The leftover structure coming from rapid Urban redevelopment in Hong Kong

In the urban development , the land was delineated by “Block” and was subsequently craved or partitioned in a different section and eventually further craved into different sub-section. It resulted a lot of common boundary to each piece of lands adjoining to each other.

 

The common boundary bought in the typical implication of “party wall” and “common staircase”. There was a blog written by GBE about “party wall”. The reader is welcome to comment. “Common staircase” is what this article goes deep.

 

The main staircase of the building became as “common” because it was commonly shared between two pieces of land. The common staircase was jointly owned for the enjoyment of the entire building. Since it was common to two adjoining pieces of land, it naturally positioned at the boundary line. It was not a must but naturally came up in the middle between two lots.
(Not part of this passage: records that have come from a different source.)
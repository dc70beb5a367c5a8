//! Namespace Runtime - Bootstrap, Acquisition and Release
//!
//! [`NamespaceRuntime`] is the process-wide service object behind every
//! named mutex. It owns the bootstrap state machine:
//!
//! ```text
//! Uninitialized ──ensure_ready()──▶ Ready ──shutdown()──▶ Uninitialized
//!        ▲                            │
//!        └──── failure (not cached) ──┘ (never: Ready is sticky)
//! ```
//!
//! Bootstrap opens the hash provider and creates or attaches to the
//! secured namespace, exactly once per process while it stays `Ready`.
//! Both mutex managers go through it before touching any named object.
//!
//! # Concurrency:
//! - The internal guard serializes the bootstrap decision only.
//!   Cross-process exclusion is entirely the platform's named objects.
//! - Acquisition blocks the calling thread with no timeout. See
//!   [`crate::blocking`] for a cancellable wrapper.
//! - Guards hold their own `Arc` of the platform, so `shutdown()` never
//!   invalidates a mutex that is currently held.

use crate::config::NamespaceConfig;
use crate::error::{format_system_error, NamespaceError, Result, SystemError};
use crate::naming::{HashProvider, MutexNamer, ObjectName};
use crate::platform::{BoundaryDescriptor, NamespacePlatform, UnixPlatform, WaitOutcome};
use std::fmt;
use std::sync::atomic::{AtomicU64, Ordering};
use std::sync::{Arc, Mutex, MutexGuard, PoisonError};
use tracing::{debug, error, info, warn};

/// Runtime backed by the host's named objects.
pub type SystemRuntime = NamespaceRuntime<UnixPlatform>;

enum BootstrapState {
    Uninitialized,
    Ready { namer: MutexNamer },
}

#[derive(Default)]
struct Counters {
    bootstraps: AtomicU64,
    namespace_retries: AtomicU64,
    acquisitions: AtomicU64,
    abandoned: AtomicU64,
}

/// Snapshot of a runtime's counters.
#[derive(Debug, Clone, Copy, PartialEq, Eq, Default)]
pub struct RuntimeStats {
    /// Completed bootstraps (one per `Uninitialized -> Ready` transition)
    pub bootstraps: u64,
    /// Namespace opens retried after `PathNotFound`
    pub namespace_retries: u64,
    /// Successful mutex acquisitions, abandoned ones included
    pub acquisitions: u64,
    /// Acquisitions that inherited an abandoned mutex
    pub abandoned: u64,
}

/// Which manager an acquisition came from; used in log lines.
#[derive(Debug, Clone, Copy)]
enum MutexKind {
    Pool,
    Installation,
}

impl fmt::Display for MutexKind {
    fn fmt(&self, f: &mut fmt::Formatter<'_>) -> fmt::Result {
        match self {
            Self::Pool => write!(f, "pool mutex"),
            Self::Installation => write!(f, "installation mutex"),
        }
    }
}

/// Process-wide namespace service.
///
/// Construct one per process (this is the lifecycle `Init`), share it via
/// `Arc`, and call [`shutdown`](Self::shutdown) for the lifecycle
/// `Cleanup`.
pub struct NamespaceRuntime<P: NamespacePlatform> {
    platform: Arc<P>,
    config: NamespaceConfig,
    state: Mutex<BootstrapState>,
    counters: Counters,
}

impl SystemRuntime {
    /// Runtime over the host filesystem rooted at the configured root directory.
    pub fn system(config: NamespaceConfig) -> Self {
        let platform = UnixPlatform::new(config.resolved_root_dir());
        Self::new(platform, config)
    }
}

impl<P: NamespacePlatform> NamespaceRuntime<P> {
    /// Create a runtime in the `Uninitialized` state. No platform calls are made.
    pub fn new(platform: P, config: NamespaceConfig) -> Self {
        debug!(namespace = %config.namespace, "Creating NamespaceRuntime");
        Self {
            platform: Arc::new(platform),
            config,
            state: Mutex::new(BootstrapState::Uninitialized),
            counters: Counters::default(),
        }
    }

    /// The configuration this runtime was built with.
    pub fn config(&self) -> &NamespaceConfig {
        &self.config
    }

    /// The platform backing this runtime.
    pub fn platform(&self) -> &Arc<P> {
        &self.platform
    }

    /// Returns `true` once bootstrap has succeeded and until shutdown.
    pub fn is_ready(&self) -> bool {
        matches!(*self.lock_state(), BootstrapState::Ready { .. })
    }

    /// Snapshot the runtime counters.
    pub fn stats(&self) -> RuntimeStats {
        RuntimeStats {
            bootstraps: self.counters.bootstraps.load(Ordering::Relaxed),
            namespace_retries: self.counters.namespace_retries.load(Ordering::Relaxed),
            acquisitions: self.counters.acquisitions.load(Ordering::Relaxed),
            abandoned: self.counters.abandoned.load(Ordering::Relaxed),
        }
    }

    fn lock_state(&self) -> MutexGuard<'_, BootstrapState> {
        self.state.lock().unwrap_or_else(PoisonError::into_inner)
    }

    /// Bootstrap the secured namespace if it is not ready yet.
    ///
    /// Safe to call from any number of threads: the first caller does the
    /// work, the rest wait on the guard and observe its outcome. Success
    /// is cached until [`shutdown`](Self::shutdown); failure is not.
    pub fn ensure_ready(&self) -> Result<()> {
        self.ready_namer().map(drop)
    }

    /// Bootstrap if needed and hand out a copy of the namer, so callers
    /// derive names without holding the bootstrap guard.
    fn ready_namer(&self) -> Result<MutexNamer> {
        let mut state = self.lock_state();
        if let BootstrapState::Ready { namer } = &*state {
            return Ok(namer.clone());
        }

        // Dropped on every failure path below, leaving the state retryable.
        let hasher = HashProvider::open();
        let boundary = BoundaryDescriptor::new(self.config.boundary.clone(), self.config.principal);
        self.create_or_open_namespace(&boundary)?;

        let namer = MutexNamer::new(
            hasher,
            self.config.namespace.clone(),
            self.config.pool_mutex_prefix.clone(),
        );
        *state = BootstrapState::Ready {
            namer: namer.clone(),
        };
        self.counters.bootstraps.fetch_add(1, Ordering::Relaxed);
        info!(namespace = %self.config.namespace, "Private namespace ready");
        Ok(namer)
    }

    fn create_or_open_namespace(&self, boundary: &BoundaryDescriptor) -> Result<()> {
        let name = self.config.namespace.as_str();
        let mut retries = 0u32;

        loop {
            match self.platform.create_namespace(boundary, name) {
                Ok(()) => {
                    debug!(namespace = name, "Created private namespace");
                    return Ok(());
                }
                Err(SystemError::AlreadyExists) => {}
                Err(e) => {
                    error!("{}", format_system_error("Failed to create private namespace", &e));
                    return Err(NamespaceError::Bootstrap(e));
                }
            }

            match self.platform.open_namespace(boundary, name) {
                Ok(()) => {
                    debug!(namespace = name, "Opened existing private namespace");
                    return Ok(());
                }
                Err(SystemError::PathNotFound) => {
                    if let Some(max) = self.config.max_namespace_retries {
                        if retries >= max {
                            error!(
                                namespace = name,
                                attempts = retries + 1,
                                "Failed to open private namespace: it keeps disappearing"
                            );
                            return Err(NamespaceError::RetriesExhausted {
                                attempts: retries + 1,
                            });
                        }
                    }
                    retries += 1;
                    self.counters.namespace_retries.fetch_add(1, Ordering::Relaxed);
                    debug!(namespace = name, retries, "Private namespace vanished while opening, retrying");
                }
                Err(e) => {
                    error!("{}", format_system_error("Failed to open private namespace", &e));
                    return Err(NamespaceError::Bootstrap(e));
                }
            }
        }
    }

    /// Tear down the bootstrap state, closing the hash provider.
    ///
    /// Returns `true` if the runtime was ready. A later acquisition
    /// bootstraps again. Mutexes currently held stay valid.
    pub fn shutdown(&self) -> bool {
        let mut state = self.lock_state();
        let was_ready = matches!(*state, BootstrapState::Ready { .. });
        *state = BootstrapState::Uninitialized;
        if was_ready {
            debug!(namespace = %self.config.namespace, "Namespace runtime shut down");
        }
        was_ready
    }

    /// Derive the mutex name guarding `pool`, bootstrapping if needed.
    pub fn pool_mutex_name(&self, pool: &str) -> Result<ObjectName> {
        Ok(self.ready_namer()?.derive(pool))
    }

    /// Block until the mutex guarding `pool` is owned.
    ///
    /// An abandoned mutex counts as acquired; check
    /// [`NamedMutexGuard::was_abandoned`] if the protected operation
    /// needs to repair state left behind by the previous owner.
    pub fn take_pool_mutex(&self, pool: &str) -> Result<NamedMutexGuard<P>> {
        let name = self.pool_mutex_name(pool)?;
        self.acquire(name, MutexKind::Pool)
    }

    /// UTF-16 variant of [`take_pool_mutex`](Self::take_pool_mutex).
    pub fn take_pool_mutex_utf16(&self, pool: &[u16]) -> Result<NamedMutexGuard<P>> {
        let name = self.ready_namer()?.derive_utf16(pool)?;
        self.acquire(name, MutexKind::Pool)
    }

    /// Name of the installation mutex.
    pub fn installation_mutex_name(&self) -> ObjectName {
        ObjectName::new(
            self.config.namespace.clone(),
            self.config.installation_mutex.clone(),
        )
    }

    /// Block until the installation mutex is owned.
    pub fn take_installation_mutex(&self) -> Result<NamedMutexGuard<P>> {
        self.ensure_ready()?;
        self.acquire(self.installation_mutex_name(), MutexKind::Installation)
    }

    fn acquire(&self, name: ObjectName, kind: MutexKind) -> Result<NamedMutexGuard<P>> {
        let mutex = match self.platform.create_or_open_mutex(&name) {
            Ok(mutex) => mutex,
            Err(e) => {
                error!(mutex = %name, "{}", format_system_error(&format!("Failed to create {kind}"), &e));
                return Err(NamespaceError::MutexCreate {
                    name: name.to_string(),
                    source: e,
                });
            }
        };

        let outcome = match self.platform.wait_acquire(&mutex) {
            Ok(outcome) => outcome,
            Err(e) => {
                self.platform.close(mutex);
                error!(mutex = %name, "{}", format_system_error(&format!("Failed to acquire {kind}"), &e));
                return Err(NamespaceError::MutexWait {
                    name: name.to_string(),
                    source: e,
                });
            }
        };

        self.counters.acquisitions.fetch_add(1, Ordering::Relaxed);
        if outcome == WaitOutcome::Abandoned {
            self.counters.abandoned.fetch_add(1, Ordering::Relaxed);
            warn!(mutex = %name, "Acquired abandoned {kind}");
        } else {
            debug!(mutex = %name, "Acquired {kind}");
        }

        Ok(NamedMutexGuard {
            platform: Arc::clone(&self.platform),
            mutex: Some(mutex),
            name,
            outcome,
        })
    }
}

impl<P: NamespacePlatform> fmt::Debug for NamespaceRuntime<P> {
    fn fmt(&self, f: &mut fmt::Formatter<'_>) -> fmt::Result {
        f.debug_struct("NamespaceRuntime")
            .field("namespace", &self.config.namespace)
            .field("ready", &self.is_ready())
            .field("stats", &self.stats())
            .finish()
    }
}

/// Ownership of a named mutex.
///
/// Released exactly once: by [`release`](Self::release), or on drop.
#[must_use = "dropping the guard releases the mutex immediately"]
pub struct NamedMutexGuard<P: NamespacePlatform> {
    platform: Arc<P>,
    mutex: Option<P::Mutex>,
    name: ObjectName,
    outcome: WaitOutcome,
}

impl<P: NamespacePlatform> NamedMutexGuard<P> {
    /// Fully qualified name of the held mutex.
    pub fn name(&self) -> &ObjectName {
        &self.name
    }

    /// How ownership was obtained.
    pub fn outcome(&self) -> WaitOutcome {
        self.outcome
    }

    /// `true` if the previous owner terminated while holding the mutex.
    pub fn was_abandoned(&self) -> bool {
        self.outcome == WaitOutcome::Abandoned
    }

    /// Release ownership and destroy the local handle.
    pub fn release(mut self) {
        self.release_inner();
    }

    fn release_inner(&mut self) {
        if let Some(mutex) = self.mutex.take() {
            self.platform.release(mutex);
            debug!(mutex = %self.name, "Released mutex");
        }
    }
}

impl<P: NamespacePlatform> Drop for NamedMutexGuard<P> {
    fn drop(&mut self) {
        self.release_inner();
    }
}

impl<P: NamespacePlatform> fmt::Debug for NamedMutexGuard<P> {
    fn fmt(&self, f: &mut fmt::Formatter<'_>) -> fmt::Result {
        f.debug_struct("NamedMutexGuard")
            .field("name", &self.name.to_string())
            .field("outcome", &self.outcome)
            .finish()
    }
}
Redevelopment and remaining common staircase

With the re-development took place in one piece of land, the adjoining land where the original main building sitting on was necessitated to maintain the common staircase for access. This came up the situation alike to the “Party wall” where the common staircase needs to be retained and still occupy land and space on the land going to be redeveloped.

 

The first and immediate concern is obviously the common staircase is an enclosed space and fall into the definition of GFA. Nevertheless, this common staircase is nothing helpful and undesirable to new development. To cope with this, the above-extracted part plan has illustrated the example of how the PNAP ADM -2 resolves the GFA problem. In short , the entire footprint of the common staircase be deductible from the GFA calculation. According to PNAP ADM-2 from the Buildings Department, the existing common staircase for an old building can be excluded from site coverage and plot ratio calculation.

 

Case Study in two adjoining Urban buildings

Building “A” was redeveloped in 1992. The landlord was obligated to leave the common staircase un-touched and exempted its footprint from accountable GFA. Building “B” was subsequently redeveloped in 2008, but the redevelopment of Building B has demolished partly the “common staircase” sitting on the respective piece of land.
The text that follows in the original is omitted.